### What you will do
Look for the word "next" in the entries below, then copy every line that has it.
----
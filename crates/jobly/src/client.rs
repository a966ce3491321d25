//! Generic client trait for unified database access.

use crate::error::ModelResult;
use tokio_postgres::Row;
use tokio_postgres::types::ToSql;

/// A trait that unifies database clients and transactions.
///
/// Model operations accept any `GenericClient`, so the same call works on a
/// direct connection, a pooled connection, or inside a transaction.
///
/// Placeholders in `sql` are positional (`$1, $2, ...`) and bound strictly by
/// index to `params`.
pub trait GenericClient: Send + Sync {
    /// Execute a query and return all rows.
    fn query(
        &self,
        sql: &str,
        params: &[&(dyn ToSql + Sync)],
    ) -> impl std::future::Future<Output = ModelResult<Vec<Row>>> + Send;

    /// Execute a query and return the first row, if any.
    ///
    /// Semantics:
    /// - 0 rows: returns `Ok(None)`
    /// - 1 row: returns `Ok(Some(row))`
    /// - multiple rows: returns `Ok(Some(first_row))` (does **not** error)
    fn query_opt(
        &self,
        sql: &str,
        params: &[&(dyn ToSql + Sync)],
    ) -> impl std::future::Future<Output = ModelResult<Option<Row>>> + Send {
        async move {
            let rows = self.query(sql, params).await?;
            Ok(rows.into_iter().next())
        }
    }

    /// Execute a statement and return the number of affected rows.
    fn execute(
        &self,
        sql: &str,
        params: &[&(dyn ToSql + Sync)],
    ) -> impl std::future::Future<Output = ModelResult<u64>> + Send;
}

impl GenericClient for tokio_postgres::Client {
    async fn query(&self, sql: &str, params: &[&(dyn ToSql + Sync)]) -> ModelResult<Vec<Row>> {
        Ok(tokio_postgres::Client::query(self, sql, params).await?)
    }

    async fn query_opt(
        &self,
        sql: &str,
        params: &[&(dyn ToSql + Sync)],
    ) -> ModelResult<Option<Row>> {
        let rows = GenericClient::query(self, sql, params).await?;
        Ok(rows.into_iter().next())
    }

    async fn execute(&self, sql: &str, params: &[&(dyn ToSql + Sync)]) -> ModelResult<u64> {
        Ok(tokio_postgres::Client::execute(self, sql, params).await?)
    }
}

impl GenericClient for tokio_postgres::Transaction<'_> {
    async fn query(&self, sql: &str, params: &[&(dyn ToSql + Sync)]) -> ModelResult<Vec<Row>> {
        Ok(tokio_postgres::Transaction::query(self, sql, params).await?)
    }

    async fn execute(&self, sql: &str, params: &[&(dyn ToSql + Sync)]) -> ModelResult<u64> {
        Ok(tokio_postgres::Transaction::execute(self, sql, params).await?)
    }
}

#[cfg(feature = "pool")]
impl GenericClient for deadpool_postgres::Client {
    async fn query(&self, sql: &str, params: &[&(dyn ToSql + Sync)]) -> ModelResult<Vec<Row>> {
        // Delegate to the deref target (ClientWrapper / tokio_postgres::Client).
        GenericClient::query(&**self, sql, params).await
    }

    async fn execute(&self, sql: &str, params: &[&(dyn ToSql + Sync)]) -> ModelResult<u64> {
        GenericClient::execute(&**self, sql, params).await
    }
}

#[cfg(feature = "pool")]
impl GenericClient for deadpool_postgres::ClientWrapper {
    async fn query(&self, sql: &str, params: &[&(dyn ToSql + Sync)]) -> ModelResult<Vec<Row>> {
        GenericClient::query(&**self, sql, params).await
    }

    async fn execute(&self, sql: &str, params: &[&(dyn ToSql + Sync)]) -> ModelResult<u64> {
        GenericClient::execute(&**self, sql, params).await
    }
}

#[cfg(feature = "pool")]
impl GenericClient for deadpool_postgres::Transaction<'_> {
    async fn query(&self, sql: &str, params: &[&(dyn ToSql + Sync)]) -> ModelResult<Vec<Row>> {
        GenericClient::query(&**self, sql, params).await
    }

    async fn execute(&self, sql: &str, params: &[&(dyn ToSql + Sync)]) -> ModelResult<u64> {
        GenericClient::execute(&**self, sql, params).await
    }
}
----
### Finished exercise
            Ok(rows.into_iter().next())
        Ok(rows.into_iter().next())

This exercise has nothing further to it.